*REQUIRED ACTION*
A single number is the whole answer: the count of lines in these entries that hold "mean".

(Saved data entries)

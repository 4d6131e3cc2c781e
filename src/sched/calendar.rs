#[cfg(test)]
mod tests;

use std::collections::{BTreeMap, BTreeSet};
use std::sync::OnceLock;

use regex::Regex;
use serde::Deserialize;
use thiserror::Error;

#[derive(Error, Debug, Clone, PartialEq, Eq)]
pub enum Error {
    #[error("The exam calendar has no usable day: every candidate day is absent or tombstoned")]
    MissingCalendar,
    #[error("Day {0} has no usable period and no other day provides one")]
    MissingPeriods(String),
    #[error("Period {0} has no duration on any day")]
    MissingDuration(u32),
}

pub type Result<T> = std::result::Result<T, Error>;

/// Editable exam-calendar description.
///
/// `exam_dates` maps day labels (`제1일`, `제2일`, …) to date strings and
/// `date_periods` maps day number → period number → period data. Period
/// entries removed by the operator stay behind as tombstones.
#[derive(Debug, Clone, Deserialize, Default, PartialEq)]
pub struct Calendar {
    #[serde(rename = "학년도", default)]
    pub school_year: String,
    #[serde(rename = "학기", default)]
    pub term: String,
    #[serde(rename = "고사종류", default)]
    pub exam_kind: String,
    #[serde(rename = "시험날짜", default)]
    pub exam_dates: BTreeMap<String, String>,
    #[serde(default)]
    pub date_periods: BTreeMap<u32, BTreeMap<u32, PeriodSpec>>,
}

/// One period entry of `date_periods`: either a tombstone left by a
/// deletion, or start/end times with a duration in minutes.
#[derive(Debug, Clone, Deserialize, PartialEq)]
#[serde(untagged)]
pub enum PeriodSpec {
    Tombstone {
        #[serde(rename = "_deleted")]
        deleted: bool,
    },
    Times {
        #[serde(default)]
        start_time: Option<String>,
        #[serde(default)]
        end_time: Option<String>,
        #[serde(default)]
        duration: Option<serde_json::Value>,
    },
}

impl PeriodSpec {
    pub fn with_duration(minutes: u32) -> Self {
        PeriodSpec::Times {
            start_time: None,
            end_time: None,
            duration: Some(serde_json::Value::from(minutes)),
        }
    }

    pub fn tombstone() -> Self {
        PeriodSpec::Tombstone { deleted: true }
    }

    pub fn is_tombstoned(&self) -> bool {
        matches!(self, PeriodSpec::Tombstone { deleted: true })
    }

    /// Duration in minutes, coercing numeric strings; None when the entry
    /// is tombstoned or the value is absent or non-numeric.
    pub fn duration_minutes(&self) -> Option<u32> {
        match self {
            PeriodSpec::Tombstone { .. } => None,
            PeriodSpec::Times { duration, .. } => coerce_minutes(duration.as_ref()?),
        }
    }
}

fn coerce_minutes(value: &serde_json::Value) -> Option<u32> {
    if let Some(n) = value.as_u64() {
        return u32::try_from(n).ok();
    }
    if let Some(f) = value.as_f64() {
        if f >= 0.0 && f.is_finite() {
            return Some(f.trunc() as u32);
        }
        return None;
    }
    if let Some(s) = value.as_str() {
        let s = s.trim();
        if let Ok(n) = s.parse::<u32>() {
            return Some(n);
        }
        if let Ok(f) = s.parse::<f64>() {
            if f >= 0.0 && f.is_finite() {
                return Some(f.trunc() as u32);
            }
        }
    }
    None
}

/// One exam slot: an atomic (day, period) unit. Multiple subjects may share
/// a slot; `limit_minutes` caps the duration of each of them.
#[derive(Debug, Clone, PartialEq, Eq)]
pub struct Slot {
    pub id: String,
    pub day_key: String,
    pub period: u32,
    pub limit_minutes: u32,
}

/// Ordered slot list with id-based lookup.
#[derive(Debug, Clone, PartialEq, Eq, Default)]
pub struct SlotTable {
    slots: Vec<Slot>,
    lookup: BTreeMap<String, usize>,
}

impl SlotTable {
    fn push(&mut self, slot: Slot) {
        self.lookup.insert(slot.id.clone(), self.slots.len());
        self.slots.push(slot);
    }

    pub fn slots(&self) -> &[Slot] {
        &self.slots
    }

    pub fn ids(&self) -> impl Iterator<Item = &str> {
        self.slots.iter().map(|s| s.id.as_str())
    }

    pub fn get(&self, id: &str) -> Option<&Slot> {
        self.lookup.get(id).map(|&i| &self.slots[i])
    }

    pub fn contains(&self, id: &str) -> bool {
        self.lookup.contains_key(id)
    }

    pub fn day_of(&self, id: &str) -> Option<&str> {
        self.get(id).map(|s| s.day_key.as_str())
    }

    pub fn limit_of(&self, id: &str) -> Option<u32> {
        self.get(id).map(|s| s.limit_minutes)
    }

    /// Day keys in first-appearance order.
    pub fn day_keys(&self) -> Vec<String> {
        let mut days = Vec::new();
        for slot in &self.slots {
            if !days.contains(&slot.day_key) {
                days.push(slot.day_key.clone());
            }
        }
        days
    }

    /// Slots of one day, in table order.
    pub fn slots_of_day<'a>(&'a self, day_key: &'a str) -> impl Iterator<Item = &'a Slot> {
        self.slots.iter().filter(move |s| s.day_key == day_key)
    }

    pub fn len(&self) -> usize {
        self.slots.len()
    }

    pub fn is_empty(&self) -> bool {
        self.slots.is_empty()
    }
}

fn day_regex() -> &'static Regex {
    static RE: OnceLock<Regex> = OnceLock::new();
    RE.get_or_init(|| Regex::new(r"제(\d+)일").expect("valid day-label pattern"))
}

fn period_regex() -> &'static Regex {
    static RE: OnceLock<Regex> = OnceLock::new();
    RE.get_or_init(|| Regex::new(r"(\d+)교시").expect("valid period-label pattern"))
}

fn number_regex() -> &'static Regex {
    static RE: OnceLock<Regex> = OnceLock::new();
    RE.get_or_init(|| Regex::new(r"(\d+)").expect("valid number pattern"))
}

/// Normalized slot id as used by ban lookups: underscore separators are
/// stripped, so `제3일_1교시` and `제3일1교시` address the same slot.
pub fn normalize_slot_id(id: &str) -> String {
    id.replace('_', "")
}

/// Day number from a `제N일` label, anywhere inside the text.
pub fn parse_day_number(label: &str) -> Option<u32> {
    day_regex()
        .captures(label)
        .and_then(|c| c.get(1))
        .and_then(|m| m.as_str().parse().ok())
}

/// Period number from an `N교시` label, anywhere inside the text.
pub fn parse_period_number(label: &str) -> Option<u32> {
    period_regex()
        .captures(label)
        .and_then(|c| c.get(1))
        .and_then(|m| m.as_str().parse().ok())
}

fn first_number(label: &str) -> u32 {
    number_regex()
        .captures(label)
        .and_then(|c| c.get(1))
        .and_then(|m| m.as_str().parse().ok())
        .unwrap_or(0)
}

fn all_periods_tombstoned(periods: &BTreeMap<u32, PeriodSpec>) -> bool {
    periods.values().all(|p| p.is_tombstoned())
}

fn has_usable_date(date: &str) -> bool {
    let trimmed = date.trim();
    !trimmed.is_empty() && !trimmed.eq_ignore_ascii_case("nan")
}

/// Builds the canonical slot table from the calendar.
///
/// Day selection prefers labels with a real date string; labels with an
/// empty or `nan` date survive only when their `date_periods` entry still
/// has a live period. When nothing qualifies the selection falls back to
/// the `date_periods` keys, then to the first two date labels, and finally
/// fails with [Error::MissingCalendar]. A day without live periods borrows
/// the union of the other days' periods. Slot duration limits come from the
/// period entry, with the rounded mean of the same period on other days as
/// fallback.
pub fn build_slots(calendar: &Calendar) -> Result<SlotTable> {
    let date_periods = &calendar.date_periods;

    // Date labels in day-number order.
    let mut date_labels: Vec<&String> = calendar.exam_dates.keys().collect();
    date_labels.sort_by_key(|label| (parse_day_number(label).unwrap_or(0), (*label).clone()));

    // 1) Days with a usable date; empty dates survive on live periods.
    let mut used_day_labels: Vec<String> = Vec::new();
    for label in &date_labels {
        let date = &calendar.exam_dates[*label];
        if has_usable_date(date) {
            used_day_labels.push((*label).clone());
        } else if let Some(day_num) = parse_day_number(label) {
            if let Some(periods) = date_periods.get(&day_num) {
                if !all_periods_tombstoned(periods) {
                    used_day_labels.push((*label).clone());
                }
            }
        }
    }

    // 2) Fall back to the date_periods keys that are still live.
    if used_day_labels.is_empty() && !date_periods.is_empty() {
        used_day_labels = date_periods
            .iter()
            .filter(|(_, periods)| !all_periods_tombstoned(periods))
            .map(|(day_num, _)| format!("제{}일", day_num))
            .collect();
    }

    // 3) Last resort: the first two date labels by number.
    if used_day_labels.is_empty() {
        if calendar.exam_dates.is_empty() {
            return Err(Error::MissingCalendar);
        }
        let mut sorted: Vec<&String> = calendar.exam_dates.keys().collect();
        sorted.sort_by_key(|label| (first_number(label), (*label).clone()));
        used_day_labels = sorted.into_iter().take(2).cloned().collect();
    }

    // 4) Final filter: drop parseable labels whose periods are gone.
    let final_day_labels: Vec<String> = used_day_labels
        .into_iter()
        .filter(|label| match parse_day_number(label) {
            Some(day_num) => date_periods
                .get(&day_num)
                .map(|periods| !all_periods_tombstoned(periods))
                .unwrap_or(false),
            None => true,
        })
        .collect();

    if final_day_labels.is_empty() {
        return Err(Error::MissingCalendar);
    }

    let mut table = SlotTable::default();

    for label in &final_day_labels {
        let Some(day_num) = parse_day_number(label) else {
            continue;
        };
        let empty = BTreeMap::new();
        let periods_for_day = date_periods.get(&day_num).unwrap_or(&empty);

        let mut period_numbers: Vec<u32> = periods_for_day
            .iter()
            .filter(|(_, spec)| !spec.is_tombstoned())
            .map(|(&num, _)| num)
            .collect();

        if period_numbers.is_empty() {
            // Borrow the union of live periods from the other days.
            let mut default_periods = BTreeSet::new();
            for (&other_day, other_periods) in date_periods {
                if other_day == day_num {
                    continue;
                }
                for (&num, spec) in other_periods {
                    if !spec.is_tombstoned() {
                        default_periods.insert(num);
                    }
                }
            }
            if default_periods.is_empty() {
                return Err(Error::MissingPeriods(label.clone()));
            }
            period_numbers = default_periods.into_iter().collect();
        }

        for period in period_numbers {
            let limit = resolve_duration(date_periods, day_num, period)?;
            table.push(Slot {
                id: format!("{}{}교시", label, period),
                day_key: label.clone(),
                period,
                limit_minutes: limit,
            });
        }
    }

    if table.is_empty() {
        return Err(Error::MissingCalendar);
    }

    Ok(table)
}

fn resolve_duration(
    date_periods: &BTreeMap<u32, BTreeMap<u32, PeriodSpec>>,
    day_num: u32,
    period: u32,
) -> Result<u32> {
    if let Some(spec) = date_periods.get(&day_num).and_then(|p| p.get(&period)) {
        if !spec.is_tombstoned() {
            if let Some(minutes) = spec.duration_minutes() {
                return Ok(minutes);
            }
        }
    }
    default_period_duration(date_periods, period)
}

/// Rounded mean (ties to even) of the same period's duration across every
/// day that still carries one.
fn default_period_duration(
    date_periods: &BTreeMap<u32, BTreeMap<u32, PeriodSpec>>,
    period: u32,
) -> Result<u32> {
    let durations: Vec<u32> = date_periods
        .values()
        .filter_map(|periods| periods.get(&period))
        .filter(|spec| !spec.is_tombstoned())
        .filter_map(|spec| spec.duration_minutes())
        .collect();

    if durations.is_empty() {
        return Err(Error::MissingDuration(period));
    }

    let mean = durations.iter().map(|&d| d as f64).sum::<f64>() / durations.len() as f64;
    Ok(mean.round_ties_even() as u32)
}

*EXERCISE RESPONSE*
4